Dirigé contre une décision finale (art. 90 LTF) prise en dernière instance cantonale (art. 86 al. 1 let. d LTF) dans une cause relevant du droit public (art. 82 let. a LTF), le recours est en principe recevable comme recours en matière de droit public, aucune des exceptions prévues à l'art. 83 LTF n'étant réalisée. Le recourant a pris part à la procédure devant l'instance cantonale; il est particulièrement atteint par l'arrêt attaqué et a un intérêt digne de protection à sa modification, celui-ci mettant à sa charge la majeure partie des frais de réfection du ruisseau et de réparation du pont, pour un montant fixé en dernier lieu à 68'613.40 fr. Il a ainsi qualité pour recourir au sens de l'art. 89 al. 1 LTF
Les autres conditions de recevabilité sont réunies, si bien qu'il y a lieu d'entrer en matière sur le recours. 
 
2.  
Le recourant présente un "rappel du contexte et de l'objet du recours". Il invoque à ce propos une "violation des dispositions matérielles résultant de l'état de fait, dans le respect des exigences posées par la LTF et la jurisprudence y relative". 
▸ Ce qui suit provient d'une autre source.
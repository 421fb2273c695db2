//! The fixed catalog of upstream operations.

use crate::config::CredentialKind::{AgentToken, ApiKey, StoreToken};
use crate::registry::{
    DefaultValue, MAX_ID_CHARS, MAX_TEXT_CHARS, Operation, Param, ParamType, Verb,
};

const TEXT: ParamType = ParamType::String {
    max_len: MAX_TEXT_CHARS,
};
const ID: ParamType = ParamType::String {
    max_len: MAX_ID_CHARS,
};

const STORE_TOKEN: Param =
    Param::token("Store token returned by kv_create_store (defaults to KLAUD_STORE_TOKEN)");
const AGENT_TOKEN: Param =
    Param::token("Agent token returned by agent_register (defaults to KLAUD_AGENT_TOKEN)");

const TASK_STATUSES: &[&str] = &["todo", "in_progress", "blocked", "done"];

pub(crate) static CATALOG: &[Operation] = &[
    // Content
    Operation::new(
        "search_hackernews",
        "Get top Hacker News stories filtered by category (ai, crypto, dev, science, security, all)",
        Verb::Get,
        "/api/hn",
        &[
            Param::query(
                "category",
                "Topic category to filter stories",
                ParamType::Enum(&["ai", "crypto", "dev", "science", "security", "all"]),
            )
            .default(DefaultValue::Str("all")),
            Param::query(
                "limit",
                "Number of stories to return",
                ParamType::Integer { min: 1, max: 30 },
            )
            .default(DefaultValue::Int(10)),
        ],
    )
    .credential(ApiKey),
    Operation::new(
        "search_pubmed",
        "Search PubMed for biomedical and life science articles",
        Verb::Get,
        "/api/pubmed",
        &[
            Param::query(
                "query",
                "Search query (e.g. 'CRISPR cancer therapy')",
                TEXT,
            )
            .required(),
            Param::query(
                "limit",
                "Number of articles to return",
                ParamType::Integer { min: 1, max: 20 },
            )
            .default(DefaultValue::Int(5)),
        ],
    )
    .credential(ApiKey),
    Operation::new(
        "search_arxiv",
        "Search arXiv preprints with optional category filter",
        Verb::Get,
        "/api/arxiv",
        &[
            Param::query("query", "Search query (e.g. 'LLM agents reasoning')", TEXT).required(),
            Param::query(
                "category",
                "arXiv category filter (e.g. cs.AI, q-bio.BM, stat.ML)",
                ID,
            ),
            Param::query(
                "limit",
                "Number of papers to return",
                ParamType::Integer { min: 1, max: 20 },
            )
            .default(DefaultValue::Int(5)),
        ],
    )
    .credential(ApiKey),
    Operation::new(
        "crypto_prices",
        "Get real-time cryptocurrency prices (CoinGecko with CoinCap fallback)",
        Verb::Get,
        "/api/crypto",
        &[Param::query(
            "ids",
            "CoinGecko IDs (e.g. bitcoin, ethereum, solana)",
            ParamType::StringArray { max_items: 30 },
        )
        .default(DefaultValue::Strs(&["bitcoin", "ethereum"]))],
    )
    .credential(ApiKey),
    Operation::new(
        "github_trending",
        "Get trending GitHub repositories",
        Verb::Get,
        "/api/github",
        &[
            Param::query(
                "language",
                "Filter by programming language (e.g. python, rust, typescript)",
                ID,
            ),
            Param::query(
                "since",
                "Time range for trending",
                ParamType::Enum(&["daily", "weekly", "monthly"]),
            )
            .default(DefaultValue::Str("daily")),
        ],
    )
    .credential(ApiKey),
    Operation::new(
        "extract_url",
        "Extract readable text content from any URL (HTML to clean text)",
        Verb::Get,
        "/api/extract",
        &[Param::query("url", "URL to extract text from", ParamType::Url).required()],
    )
    .credential(ApiKey),
    Operation::new(
        "search_drugs",
        "Search drugs and molecules via ChEMBL by name or by protein target",
        Verb::Get,
        "/api/drugs",
        &[
            Param::query("query", "Drug/molecule name (e.g. imatinib, aspirin)", TEXT),
            Param::query("target", "Protein target name (e.g. EGFR, BRCA1, JAK2)", TEXT),
        ],
    )
    .credential(ApiKey)
    .require_any(&["query", "target"]),
    // Key-value store
    Operation::new(
        "kv_create_store",
        "Create a key-value store and return its access token",
        Verb::Post,
        "/api/kv",
        &[Param::body("name", "Optional human-readable store name", ID)],
    ),
    Operation::new(
        "kv_get",
        "Read the value stored under a key",
        Verb::Get,
        "/api/kv/{key}",
        &[Param::path("key", "Key to read"), STORE_TOKEN],
    )
    .credential(StoreToken),
    Operation::new(
        "kv_set",
        "Write a text value under a key",
        Verb::Put,
        "/api/kv/{key}",
        &[
            Param::path("key", "Key to write"),
            Param::raw_body("value", "Value to store (raw text)").required(),
            STORE_TOKEN,
        ],
    )
    .credential(StoreToken),
    Operation::new(
        "kv_list",
        "List keys in the store",
        Verb::Get,
        "/api/kv",
        &[
            Param::query("prefix", "Only list keys starting with this prefix", ID),
            Param::query(
                "limit",
                "Maximum number of keys to return",
                ParamType::Integer { min: 1, max: 1000 },
            )
            .default(DefaultValue::Int(100)),
            STORE_TOKEN,
        ],
    )
    .credential(StoreToken),
    // Messaging
    Operation::new(
        "agent_register",
        "Register an agent mailbox and return its agent token",
        Verb::Post,
        "/api/agents",
        &[
            Param::body("name", "Agent name (unique handle)", ID).required(),
            Param::body("description", "What this agent does", TEXT),
        ],
    ),
    Operation::new(
        "agent_send",
        "Send a direct message to another agent",
        Verb::Post,
        "/api/messages",
        &[
            Param::body("to", "Recipient agent name", ID).required(),
            Param::body("content", "Message body", TEXT).required(),
            Param::body("subject", "Optional subject line", ID),
            AGENT_TOKEN,
        ],
    )
    .credential(AgentToken),
    Operation::new(
        "agent_inbox",
        "Read messages delivered to this agent",
        Verb::Get,
        "/api/messages/inbox",
        &[
            Param::query(
                "unread_only",
                "Only return unread messages",
                ParamType::Enum(&["true", "false"]),
            )
            .default(DefaultValue::Str("false")),
            Param::query(
                "limit",
                "Maximum number of messages to return",
                ParamType::Integer { min: 1, max: 100 },
            )
            .default(DefaultValue::Int(20)),
            AGENT_TOKEN,
        ],
    )
    .credential(AgentToken),
    Operation::new(
        "channel_create",
        "Create a public channel",
        Verb::Post,
        "/api/channels",
        &[
            Param::body("name", "Channel name", ID).required(),
            Param::body("description", "Channel topic", TEXT),
            AGENT_TOKEN,
        ],
    )
    .credential(AgentToken),
    Operation::new(
        "channel_list",
        "List available channels",
        Verb::Get,
        "/api/channels",
        &[AGENT_TOKEN],
    )
    .credential(AgentToken),
    Operation::new(
        "channel_join",
        "Join a channel",
        Verb::Post,
        "/api/channels/{channel}/join",
        &[Param::path("channel", "Channel name"), AGENT_TOKEN],
    )
    .credential(AgentToken),
    Operation::new(
        "channel_post",
        "Post a message to a channel",
        Verb::Post,
        "/api/channels/{channel}/messages",
        &[
            Param::path("channel", "Channel name"),
            Param::body("content", "Message body", TEXT).required(),
            AGENT_TOKEN,
        ],
    )
    .credential(AgentToken),
    Operation::new(
        "channel_read",
        "Read recent messages from a channel",
        Verb::Get,
        "/api/channels/{channel}/messages",
        &[
            Param::path("channel", "Channel name"),
            Param::query(
                "limit",
                "Maximum number of messages to return",
                ParamType::Integer { min: 1, max: 100 },
            )
            .default(DefaultValue::Int(20)),
            AGENT_TOKEN,
        ],
    )
    .credential(AgentToken),
    Operation::new(
        "agent_block",
        "Block another agent from messaging you",
        Verb::Post,
        "/api/agents/{agent}/block",
        &[Param::path("agent", "Agent name to block"), AGENT_TOKEN],
    )
    .credential(AgentToken),
    Operation::new(
        "agent_report",
        "Report an abusive agent",
        Verb::Post,
        "/api/agents/{agent}/report",
        &[
            Param::path("agent", "Agent name to report"),
            Param::body("reason", "Why the agent is being reported", TEXT).required(),
            AGENT_TOKEN,
        ],
    )
    .credential(AgentToken),
    // Capability registry
    Operation::new(
        "registry_register",
        "Publish this agent's capabilities in the registry",
        Verb::Post,
        "/api/registry",
        &[
            Param::body("name", "Listing name", ID).required(),
            Param::body("description", "What the agent can do", TEXT).required(),
            Param::body(
                "capabilities",
                "Capability tags (e.g. translation, code-review)",
                ParamType::StringArray { max_items: 30 },
            )
            .required(),
            Param::body("endpoint", "Optional URL where the agent can be reached", ParamType::Url),
            AGENT_TOKEN,
        ],
    )
    .credential(AgentToken),
    Operation::new(
        "registry_search",
        "Search the capability registry",
        Verb::Get,
        "/api/registry/search",
        &[
            Param::query("query", "Free-text search", TEXT),
            Param::query("capability", "Only listings with this capability tag", ID),
            Param::query(
                "limit",
                "Maximum number of listings to return",
                ParamType::Integer { min: 1, max: 50 },
            )
            .default(DefaultValue::Int(10)),
            AGENT_TOKEN,
        ],
    )
    .credential(AgentToken),
    Operation::new(
        "registry_get",
        "Get a registry listing by id",
        Verb::Get,
        "/api/registry/{id}",
        &[Param::path("id", "Listing id"), AGENT_TOKEN],
    )
    .credential(AgentToken),
    Operation::new(
        "registry_list_mine",
        "List registry entries owned by this agent",
        Verb::Get,
        "/api/registry/mine",
        &[AGENT_TOKEN],
    )
    .credential(AgentToken),
    // Task tracker
    Operation::new(
        "project_create",
        "Create a project to group tasks",
        Verb::Post,
        "/api/projects",
        &[
            Param::body("name", "Project name", ID).required(),
            Param::body("description", "Project description", TEXT),
            AGENT_TOKEN,
        ],
    )
    .credential(AgentToken),
    Operation::new(
        "project_list",
        "List projects visible to this agent",
        Verb::Get,
        "/api/projects",
        &[AGENT_TOKEN],
    )
    .credential(AgentToken),
    Operation::new(
        "task_create",
        "Create a task in a project",
        Verb::Post,
        "/api/projects/{project_id}/tasks",
        &[
            Param::path("project_id", "Project id"),
            Param::body("title", "Task title", ID).required(),
            Param::body("description", "Task details", TEXT),
            Param::body("assignee", "Agent name to assign", ID),
            Param::body(
                "priority",
                "Task priority",
                ParamType::Enum(&["low", "medium", "high", "urgent"]),
            )
            .default(DefaultValue::Str("medium")),
            AGENT_TOKEN,
        ],
    )
    .credential(AgentToken),
    Operation::new(
        "task_update",
        "Update a task's status or fields",
        Verb::Patch,
        "/api/tasks/{task_id}",
        &[
            Param::path("task_id", "Task id"),
            Param::body("status", "New status", ParamType::Enum(TASK_STATUSES)),
            Param::body("title", "New title", ID),
            Param::body("description", "New details", TEXT),
            Param::body("assignee", "Agent name to assign", ID),
            AGENT_TOKEN,
        ],
    )
    .credential(AgentToken),
    Operation::new(
        "task_list",
        "List tasks in a project",
        Verb::Get,
        "/api/projects/{project_id}/tasks",
        &[
            Param::path("project_id", "Project id"),
            Param::query("status", "Only tasks with this status", ParamType::Enum(TASK_STATUSES)),
            Param::query("assignee", "Only tasks assigned to this agent", ID),
            AGENT_TOKEN,
        ],
    )
    .credential(AgentToken),
    Operation::new(
        "task_comment",
        "Add a comment to a task",
        Verb::Post,
        "/api/tasks/{task_id}/comments",
        &[
            Param::path("task_id", "Task id"),
            Param::body("content", "Comment text", TEXT).required(),
            AGENT_TOKEN,
        ],
    )
    .credential(AgentToken),
];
Le recourant ne peut critiquer les constatations de fait ressortant de la décision attaquée que si celles-ci ont été effectuées en violation du droit au sens de l'art. 95 LTF ou de manière manifestement inexacte, c'est-à-dire arbitraire, et si la correction du vice est susceptible d'influer sur le sort de la cause (art. 97 al. 1 LTF; ATF 145 V 188 consid. 2; 142 II 355 consid. 6). Conformément à l'art. 106 al. 2 LTF, la partie recourante doit expliquer de manière circonstanciée en quoi ces conditions seraient réalisées. A défaut, il n'est pas possible de tenir compte d'un état de fait qui diverge de celui qui est contenu dans l'acte attaqué (ATF 145 V 188 consid. 2; 137 II 353 consid. 5.1). Il y a arbitraire (art. 9 Cst.) dans l'établissement des faits ou l'appréciation des preuves si le juge n'a manifestement pas compris le sens et la portée d'un moyen de preuve, s'il a omis, sans raison sérieuse, de tenir compte d'un moyen important propre à modifier la décision attaquée ou encore si, sur la base des éléments recueillis, il a fait des déductions insoutenables (cf. ATF 146 IV 88 consid. 1.3.1; 144 II 281 consid. 3.6.2). Le recourant ne peut pas se borner à contredire les constatations litigieuses par ses propres allégations ou par l'exposé de sa propre appréciation des preuves; il doit indiquer de façon précise en quoi ces constatations sont arbitraires (ATF 133 II 249 consid. 1.4.3). 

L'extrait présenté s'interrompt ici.